What to do: Scan the records below for the line containing "let dim = rows[0].len();" and the line containing "for &label in". Copy both, plus every line between, exactly.

══ Provided information

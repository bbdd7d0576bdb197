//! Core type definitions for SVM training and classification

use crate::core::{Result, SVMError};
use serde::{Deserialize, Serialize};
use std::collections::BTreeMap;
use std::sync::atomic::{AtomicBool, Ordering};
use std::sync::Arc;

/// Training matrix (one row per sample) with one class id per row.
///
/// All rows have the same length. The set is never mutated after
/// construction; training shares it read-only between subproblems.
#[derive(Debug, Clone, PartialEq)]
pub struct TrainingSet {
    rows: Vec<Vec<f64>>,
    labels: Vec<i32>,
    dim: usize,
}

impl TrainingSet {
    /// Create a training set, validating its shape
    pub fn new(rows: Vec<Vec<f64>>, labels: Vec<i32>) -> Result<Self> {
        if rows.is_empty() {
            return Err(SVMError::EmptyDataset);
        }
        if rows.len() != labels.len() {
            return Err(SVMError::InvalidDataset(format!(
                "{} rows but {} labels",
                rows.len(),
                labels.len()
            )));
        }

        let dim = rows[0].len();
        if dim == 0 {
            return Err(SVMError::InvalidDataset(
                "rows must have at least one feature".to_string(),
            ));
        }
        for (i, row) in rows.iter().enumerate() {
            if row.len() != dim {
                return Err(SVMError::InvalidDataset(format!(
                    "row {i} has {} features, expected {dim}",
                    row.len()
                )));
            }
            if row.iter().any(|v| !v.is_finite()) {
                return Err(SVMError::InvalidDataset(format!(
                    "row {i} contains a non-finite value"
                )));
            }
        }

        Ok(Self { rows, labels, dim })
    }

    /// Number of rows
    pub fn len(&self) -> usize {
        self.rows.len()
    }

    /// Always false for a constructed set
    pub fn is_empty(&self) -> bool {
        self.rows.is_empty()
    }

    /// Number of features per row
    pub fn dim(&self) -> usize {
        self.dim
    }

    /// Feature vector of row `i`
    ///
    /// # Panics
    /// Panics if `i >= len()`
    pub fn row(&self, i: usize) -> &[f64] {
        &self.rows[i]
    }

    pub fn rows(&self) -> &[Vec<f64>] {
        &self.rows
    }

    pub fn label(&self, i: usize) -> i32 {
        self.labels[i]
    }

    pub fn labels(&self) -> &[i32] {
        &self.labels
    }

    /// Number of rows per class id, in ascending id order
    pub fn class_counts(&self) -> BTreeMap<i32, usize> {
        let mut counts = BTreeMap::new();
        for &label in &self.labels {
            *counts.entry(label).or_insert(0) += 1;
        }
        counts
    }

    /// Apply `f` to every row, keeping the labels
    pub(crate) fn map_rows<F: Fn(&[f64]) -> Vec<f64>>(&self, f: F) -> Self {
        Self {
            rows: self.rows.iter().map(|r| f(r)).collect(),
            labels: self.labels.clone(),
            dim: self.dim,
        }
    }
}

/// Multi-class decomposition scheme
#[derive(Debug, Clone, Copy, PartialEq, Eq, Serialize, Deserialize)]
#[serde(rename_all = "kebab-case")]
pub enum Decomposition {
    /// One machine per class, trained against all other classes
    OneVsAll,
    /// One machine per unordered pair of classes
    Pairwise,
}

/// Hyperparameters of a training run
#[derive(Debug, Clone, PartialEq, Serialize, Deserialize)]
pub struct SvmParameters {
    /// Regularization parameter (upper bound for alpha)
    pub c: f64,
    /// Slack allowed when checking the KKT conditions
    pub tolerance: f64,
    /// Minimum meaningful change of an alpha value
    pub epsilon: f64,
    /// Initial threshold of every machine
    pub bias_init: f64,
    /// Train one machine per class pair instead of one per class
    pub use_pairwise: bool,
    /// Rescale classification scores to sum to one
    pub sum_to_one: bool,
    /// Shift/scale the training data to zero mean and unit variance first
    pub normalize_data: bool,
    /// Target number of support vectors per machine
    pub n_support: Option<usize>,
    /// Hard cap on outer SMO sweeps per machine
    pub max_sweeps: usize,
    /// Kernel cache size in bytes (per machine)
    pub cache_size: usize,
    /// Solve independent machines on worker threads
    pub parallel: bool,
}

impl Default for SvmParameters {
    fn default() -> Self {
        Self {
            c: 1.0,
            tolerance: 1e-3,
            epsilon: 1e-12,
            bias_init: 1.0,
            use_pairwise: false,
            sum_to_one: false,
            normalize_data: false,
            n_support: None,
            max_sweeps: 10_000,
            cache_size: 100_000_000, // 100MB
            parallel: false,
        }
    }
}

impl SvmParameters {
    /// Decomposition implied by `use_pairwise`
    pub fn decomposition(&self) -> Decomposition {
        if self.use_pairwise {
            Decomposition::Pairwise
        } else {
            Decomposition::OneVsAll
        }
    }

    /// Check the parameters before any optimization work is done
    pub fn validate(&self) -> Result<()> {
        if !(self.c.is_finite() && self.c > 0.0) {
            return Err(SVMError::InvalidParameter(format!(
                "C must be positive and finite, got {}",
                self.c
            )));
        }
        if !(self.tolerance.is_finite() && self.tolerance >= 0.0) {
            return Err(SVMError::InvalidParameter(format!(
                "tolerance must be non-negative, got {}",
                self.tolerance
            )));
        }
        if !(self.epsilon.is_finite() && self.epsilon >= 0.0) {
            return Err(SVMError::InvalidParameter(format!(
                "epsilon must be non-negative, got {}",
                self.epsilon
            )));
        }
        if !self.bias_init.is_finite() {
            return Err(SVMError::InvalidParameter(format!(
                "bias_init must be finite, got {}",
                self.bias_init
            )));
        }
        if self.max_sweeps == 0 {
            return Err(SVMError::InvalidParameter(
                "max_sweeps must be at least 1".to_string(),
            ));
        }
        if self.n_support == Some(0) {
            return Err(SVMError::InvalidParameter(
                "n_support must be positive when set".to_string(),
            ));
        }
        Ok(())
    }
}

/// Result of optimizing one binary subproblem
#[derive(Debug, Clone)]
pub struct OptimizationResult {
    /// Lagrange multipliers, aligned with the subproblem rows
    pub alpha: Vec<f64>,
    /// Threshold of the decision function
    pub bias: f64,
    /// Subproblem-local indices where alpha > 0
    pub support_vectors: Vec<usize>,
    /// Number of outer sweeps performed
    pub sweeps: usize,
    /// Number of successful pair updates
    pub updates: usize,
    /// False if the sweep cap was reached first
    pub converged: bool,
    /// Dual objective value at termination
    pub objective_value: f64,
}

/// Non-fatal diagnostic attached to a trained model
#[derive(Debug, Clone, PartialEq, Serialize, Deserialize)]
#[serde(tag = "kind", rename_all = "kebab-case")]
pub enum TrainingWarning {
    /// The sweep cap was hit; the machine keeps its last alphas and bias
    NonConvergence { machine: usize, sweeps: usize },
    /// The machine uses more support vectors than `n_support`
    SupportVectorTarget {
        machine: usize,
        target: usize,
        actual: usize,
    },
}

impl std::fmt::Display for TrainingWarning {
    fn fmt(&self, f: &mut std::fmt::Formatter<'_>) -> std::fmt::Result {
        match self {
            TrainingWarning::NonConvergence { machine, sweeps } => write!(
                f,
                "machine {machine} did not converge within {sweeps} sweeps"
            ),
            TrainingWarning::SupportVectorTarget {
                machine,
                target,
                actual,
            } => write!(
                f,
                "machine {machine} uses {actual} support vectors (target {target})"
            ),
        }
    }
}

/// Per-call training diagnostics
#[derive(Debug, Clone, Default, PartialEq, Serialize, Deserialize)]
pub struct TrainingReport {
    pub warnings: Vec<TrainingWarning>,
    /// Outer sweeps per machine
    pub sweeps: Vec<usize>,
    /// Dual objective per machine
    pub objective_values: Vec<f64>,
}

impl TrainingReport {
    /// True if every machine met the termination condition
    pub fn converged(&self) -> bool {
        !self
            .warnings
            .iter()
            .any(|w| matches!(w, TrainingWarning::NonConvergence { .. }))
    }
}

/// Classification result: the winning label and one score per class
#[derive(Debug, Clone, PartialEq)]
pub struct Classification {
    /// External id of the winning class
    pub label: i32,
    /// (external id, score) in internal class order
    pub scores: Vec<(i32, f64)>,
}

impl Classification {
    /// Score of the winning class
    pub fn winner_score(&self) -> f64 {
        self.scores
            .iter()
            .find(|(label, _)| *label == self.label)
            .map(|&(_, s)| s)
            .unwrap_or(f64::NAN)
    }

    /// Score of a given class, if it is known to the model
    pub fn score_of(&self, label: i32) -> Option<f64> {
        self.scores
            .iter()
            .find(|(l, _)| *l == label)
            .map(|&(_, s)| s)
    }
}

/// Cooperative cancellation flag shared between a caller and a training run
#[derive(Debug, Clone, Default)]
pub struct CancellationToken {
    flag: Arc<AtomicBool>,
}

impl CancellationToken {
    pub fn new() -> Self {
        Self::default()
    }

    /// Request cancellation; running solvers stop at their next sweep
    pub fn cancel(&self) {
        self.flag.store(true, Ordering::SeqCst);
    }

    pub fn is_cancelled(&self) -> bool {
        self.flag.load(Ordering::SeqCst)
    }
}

════

Solution:
        let dim = rows[0].len();
        if dim == 0 {
            return Err(SVMError::InvalidDataset(
                "rows must have at least one feature".to_string(),
            ));
        }
        for (i, row) in rows.iter().enumerate() {
            if row.len() != dim {
                return Err(SVMError::InvalidDataset(format!(
                    "row {i} has {} features, expected {dim}",
                    row.len()
                )));
            }
            if row.iter().any(|v| !v.is_finite()) {
                return Err(SVMError::InvalidDataset(format!(
                    "row {i} contains a non-finite value"
                )));
            }
        }

        Ok(Self { rows, labels, dim })
    }

    /// Number of rows
    pub fn len(&self) -> usize {
        self.rows.len()
    }

    /// Always false for a constructed set
    pub fn is_empty(&self) -> bool {
        self.rows.is_empty()
    }

    /// Number of features per row
    pub fn dim(&self) -> usize {
        self.dim
    }

    /// Feature vector of row `i`
    ///
    /// # Panics
    /// Panics if `i >= len()`
    pub fn row(&self, i: usize) -> &[f64] {
        &self.rows[i]
    }

    pub fn rows(&self) -> &[Vec<f64>] {
        &self.rows
    }

    pub fn label(&self, i: usize) -> i32 {
        self.labels[i]
    }

    pub fn labels(&self) -> &[i32] {
        &self.labels
    }

    /// Number of rows per class id, in ascending id order
    pub fn class_counts(&self) -> BTreeMap<i32, usize> {
        let mut counts = BTreeMap::new();
        for &label in &self.labels {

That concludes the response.